First thing I found was that if I tried to use the uaechipsp1 the GUI starts, but it will quit back to the terminal if I try to start the emulation. So I set Amiberry to be the default emulator.
Setting up the emulation system was easy enaugh using the midnigt commander. I had a few WinUAE setups already, a basic OS3.1 install and a customed WB39.hdf which was a recreation of my old A4000 setup.
The basic WB3.1.hdf did work to boot from, but I had trouble booting from the WB39.hdf. What I did then was to create a new hardfile in amiberry, then tranfer it over to WinUAE and copy across all files. Now I could read the WB39.hdf on amiberry, but not boot from it. Then I managed to boot from wb39.hdf as hd1 if I had the WB3.1.hdf as dh0, set as not bootable. After I had this running, it suddenly booted happily from the wb3.9.hdf drive without any other drives present.
Now adding some WHDLoad games to test, only to find it was dreadfully slow. JIT does not seem to work for this emulator on the pi1, everytime I have tried to tick on JIT it never boots up. Perhaps this is due to that my pi only have 256MB ram. I tried various setups to improve the speed, but it looks like the speed is the same if I launch a game just using a A500 floppy disk setup with a Harddrive and WhdLoad.
To get it into a near usable state I set the overclocking to high, which seem to run stable.
I used a couple of plattform games to test, JamesPond and Superfrog.

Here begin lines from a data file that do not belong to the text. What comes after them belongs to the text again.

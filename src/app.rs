//! Application state and main event loop.

use crate::config::AppConfig;
use crate::domain::{Figure, NavEntry, NavState, Panel, PanelDeck, TabController, TabDescriptor};
use crate::error::{AppError, Result};
use crate::ui::input::{Action, InputHandler};
use crossterm::event::{self, Event, KeyEvent};
use ratatui::prelude::*;
use std::time::{Duration, Instant};

/// Application view state
#[derive(Debug, Clone, Copy, PartialEq, Eq, Default)]
pub enum AppView {
    /// Main tabbed-panel browse view
    #[default]
    Browse,
    /// Help overlay showing keybindings
    Help,
}

/// Main application state
pub struct App {
    /// Navigation drawer
    pub nav: NavState,
    /// Tab focus and selection state
    pub tabs: TabController,
    /// Panels and figures the tabs switch between
    pub deck: PanelDeck,

    // UI State
    /// Current view
    pub view: AppView,
    /// Error message to display
    pub error_message: Option<String>,
    /// Should quit the application
    pub should_quit: bool,

    config: AppConfig,
    input_handler: InputHandler,
}

impl App {
    /// Create a new application instance.
    ///
    /// Validates every tab's panel and figure association against the deck
    /// before the event loop starts, so malformed content fails here instead
    /// of on the first activation. On success the deck is left showing the
    /// initially selected tab's content.
    pub fn new(
        config: AppConfig,
        tabs: TabController,
        mut deck: PanelDeck,
        nav_entries: Vec<NavEntry>,
    ) -> Result<Self> {
        tabs.validate_against(&mut deck)?;

        let nav = if config.nav.start_open {
            NavState::open(nav_entries)
        } else {
            NavState::closed(nav_entries)
        };

        let input_handler = InputHandler::new(config.ui.vim_navigation);

        Ok(Self {
            nav,
            tabs,
            deck,
            view: AppView::Browse,
            error_message: None,
            should_quit: false,
            config,
            input_handler,
        })
    }

    /// Build the bundled destination browser content.
    pub fn sample(config: AppConfig) -> Result<Self> {
        let tabs = TabController::new(
            vec![
                TabDescriptor::new("Moon", "panel-moon", "figure-moon"),
                TabDescriptor::new("Mars", "panel-mars", "figure-mars"),
                TabDescriptor::new("Europa", "panel-europa", "figure-europa"),
                TabDescriptor::new("Titan", "panel-titan", "figure-titan"),
            ],
            0,
        )?;

        let deck = PanelDeck::new(
            vec![
                Panel::new(
                    "panel-moon",
                    "MOON",
                    "See our planet as you have never seen it before. A perfect \
                     relaxing trip to help regain perspective. While you are \
                     there, take in some history by visiting the Luna 2 and \
                     Apollo 11 landing sites.",
                ),
                Panel::new(
                    "panel-mars",
                    "MARS",
                    "Don't forget to pack your hiking boots. You will need them \
                     to tackle Olympus Mons, the tallest planetary mountain in \
                     our solar system. It is two and a half times the size of \
                     Everest.",
                ),
                Panel::new(
                    "panel-europa",
                    "EUROPA",
                    "The smallest of the four Galilean moons orbiting Jupiter, \
                     Europa is a winter lover's dream. With an icy surface, it \
                     is perfect for a bit of ice skating, curling, hockey, or \
                     simple relaxation in your snug wintery cabin.",
                ),
                Panel::new(
                    "panel-titan",
                    "TITAN",
                    "The only moon known to have a dense atmosphere other than \
                     Earth, Titan is a home away from home. Just with a lot \
                     more rain and not the nicest of air.",
                ),
            ],
            vec![
                Figure::new(
                    "figure-moon",
                    "    _.._\n  .' .-'`\n /  /\n |  |\n \\  '.___.;\n  '._  _.'\n     ``",
                ),
                Figure::new(
                    "figure-mars",
                    "   .-~~-.\n  /  o o  \\\n |    ~    |\n  \\  ___  /\n   '-...-'",
                ),
                Figure::new(
                    "figure-europa",
                    "   .----.\n  / .-\"-.`\n | | icy ||\n  \\ '---' /\n   '----'",
                ),
                Figure::new(
                    "figure-titan",
                    "    ___\n .-'   '-.\n/  haze   \\\n\\         /\n '-.___.-'",
                ),
            ],
        );

        let nav_entries = vec![
            NavEntry::new("00", "Home"),
            NavEntry::new("01", "Destination"),
            NavEntry::new("02", "Crew"),
            NavEntry::new("03", "Technology"),
        ];

        Self::new(config, tabs, deck, nav_entries)
    }

    /// Handle a key event. Returns true when the application should exit.
    pub fn handle_key(&mut self, key: KeyEvent) -> bool {
        let action = match self.input_handler.handle_key(key) {
            Some(action) => action,
            None => return false,
        };

        match action {
            Action::Quit => {
                self.should_quit = true;
                return true;
            }
            Action::Back => {
                // Dismiss the topmost surface: error, then help, then drawer
                if self.error_message.take().is_some() {
                } else if self.view == AppView::Help {
                    self.view = AppView::Browse;
                } else if self.nav.is_open() {
                    self.nav.toggle();
                }
            }
            Action::Help => {
                self.view = match self.view {
                    AppView::Help => AppView::Browse,
                    AppView::Browse => AppView::Help,
                };
            }
            Action::ToggleNav => {
                self.nav.toggle();
            }
            Action::FocusPrev => {
                self.tabs.focus_prev();
            }
            Action::FocusNext => {
                self.tabs.focus_next();
            }
            Action::Activate => {
                self.activate(self.tabs.focused());
            }
            Action::ActivateIndex(index) => {
                // A digit with no corresponding tab is not a click on anything
                if index < self.tabs.len() {
                    self.activate(index);
                }
            }
        }

        false
    }

    /// Activate a tab and surface any failure in the error overlay.
    fn activate(&mut self, index: usize) {
        if let Err(e) = self.tabs.activate(index, &mut self.deck) {
            tracing::error!("Tab activation failed: {}", e);
            self.error_message = Some(format!("Tab activation failed: {}", e));
        }
    }

    /// Main event loop
    pub async fn run<B: Backend>(&mut self, terminal: &mut Terminal<B>) -> Result<()> {
        let tick_rate = Duration::from_millis(self.config.ui.refresh_rate_ms);
        let mut last_tick = Instant::now();

        loop {
            // Draw UI
            terminal.draw(|f| crate::ui::layout::draw(f, self))?;

            // Wait for event with timeout
            let timeout = tick_rate.saturating_sub(last_tick.elapsed());
            if event::poll(timeout).map_err(|e| AppError::Terminal(e.to_string()))? {
                match event::read().map_err(|e| AppError::Terminal(e.to_string()))? {
                    Event::Key(key) => {
                        if self.handle_key(key) {
                            break;
                        }
                    }
                    Event::Resize(width, height) => {
                        // The next draw picks up the new frame area
                        tracing::debug!("Terminal resized to {}x{}", width, height);
                    }
                    Event::FocusGained | Event::FocusLost => {
                        // Ignore focus events
                    }
                    Event::Mouse(_) | Event::Paste(_) => {
                        // Ignore mouse and paste events
                    }
                }
            }

            if last_tick.elapsed() >= tick_rate {
                last_tick = Instant::now();
            }
        }

        Ok(())
    }
}

#[cfg(test)]
mod tests {
    use super::*;
    use crossterm::event::{KeyCode, KeyModifiers};

    fn key(code: KeyCode) -> KeyEvent {
        KeyEvent::new(code, KeyModifiers::NONE)
    }

    fn sample_app() -> App {
        App::sample(AppConfig::default()).unwrap()
    }

    #[test]
    fn test_sample_content_validates() {
        let app = sample_app();
        assert_eq!(app.tabs.len(), 4);
        // Construction leaves the selected tab's content revealed
        assert_eq!(app.deck.visible_panel().unwrap().id.as_str(), "panel-moon");
        assert_eq!(
            app.deck.visible_figure().unwrap().id.as_str(),
            "figure-moon"
        );
    }

    #[test]
    fn test_activating_second_tab_switches_content() {
        let mut app = sample_app();
        app.handle_key(key(KeyCode::Char('2')));

        assert_eq!(app.tabs.selected(), 1);
        assert_eq!(app.deck.visible_panel().unwrap().id.as_str(), "panel-mars");
        assert_eq!(
            app.deck.visible_figure().unwrap().id.as_str(),
            "figure-mars"
        );
        assert!(app.deck.is_consistent());
    }

    #[test]
    fn test_arrow_keys_move_focus_not_selection() {
        let mut app = sample_app();
        app.handle_key(key(KeyCode::Right));
        app.handle_key(key(KeyCode::Right));

        assert_eq!(app.tabs.focused(), 2);
        assert_eq!(app.tabs.selected(), 0);
        assert_eq!(app.deck.visible_panel().unwrap().id.as_str(), "panel-moon");
    }

    #[test]
    fn test_enter_activates_focused_tab() {
        let mut app = sample_app();
        app.handle_key(key(KeyCode::Right));
        app.handle_key(key(KeyCode::Enter));

        assert_eq!(app.tabs.selected(), 1);
        assert_eq!(app.deck.visible_panel().unwrap().id.as_str(), "panel-mars");
    }

    #[test]
    fn test_focus_wraps_around_the_tab_set() {
        let mut app = sample_app();
        for _ in 0..app.tabs.len() {
            app.handle_key(key(KeyCode::Right));
        }
        assert_eq!(app.tabs.focused(), 0);
    }

    #[test]
    fn test_nav_toggle_involution() {
        let mut app = sample_app();
        assert!(!app.nav.is_open());

        app.handle_key(key(KeyCode::Char('m')));
        assert!(app.nav.is_open());
        assert!(app.nav.is_expanded());

        app.handle_key(key(KeyCode::Char('m')));
        assert!(!app.nav.is_open());
        assert!(!app.nav.is_expanded());
    }

    #[test]
    fn test_digit_beyond_tab_count_is_ignored() {
        let mut app = sample_app();
        app.handle_key(key(KeyCode::Char('9')));
        assert_eq!(app.tabs.selected(), 0);
        assert!(app.error_message.is_none());
    }

    #[test]
    fn test_quit_key() {
        let mut app = sample_app();
        assert!(app.handle_key(key(KeyCode::Char('q'))));
        assert!(app.should_quit);
    }

    #[test]
    fn test_help_toggles() {
        let mut app = sample_app();
        app.handle_key(key(KeyCode::Char('?')));
        assert_eq!(app.view, AppView::Help);
        app.handle_key(key(KeyCode::Esc));
        assert_eq!(app.view, AppView::Browse);
    }

    #[test]
    fn test_esc_closes_open_drawer() {
        let mut app = sample_app();
        app.handle_key(key(KeyCode::Char('m')));
        app.handle_key(key(KeyCode::Esc));
        assert!(!app.nav.is_open());
    }

    #[test]
    fn test_construction_rejects_dangling_panel_reference() {
        let tabs = TabController::new(
            vec![TabDescriptor::new("Moon", "panel-moon", "figure-moon")],
            0,
        )
        .unwrap();
        let deck = PanelDeck::new(
            vec![Panel::new("panel-other", "Other", "body")],
            vec![Figure::new("figure-moon", "art")],
        );

        let result = App::new(AppConfig::default(), tabs, deck, vec![]);
        assert!(result.is_err());
    }

    #[test]
    fn test_reactivation_is_idempotent() {
        let mut app = sample_app();
        app.handle_key(key(KeyCode::Char('3')));
        let selected = app.tabs.selected();
        app.handle_key(key(KeyCode::Char('3')));

        assert_eq!(app.tabs.selected(), selected);
        assert_eq!(
            app.deck.visible_panel().unwrap().id.as_str(),
            "panel-europa"
        );
        assert!(app.deck.is_consistent());
    }
}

They are playable, but comparing to a WinUAE setup I have I can see that they are slower. I found they perform best using the setting Fastest, or just 7 mhz.
WhichAmiga reports highest Mhz if I set the cpu to 25 Mhz. Setting it to Fastest, it says I have 4,7Mhz. Turbo makes it report 1,8Mhz.
Looking at the game performance, I'd say that 4,7Mhz feels most accurate.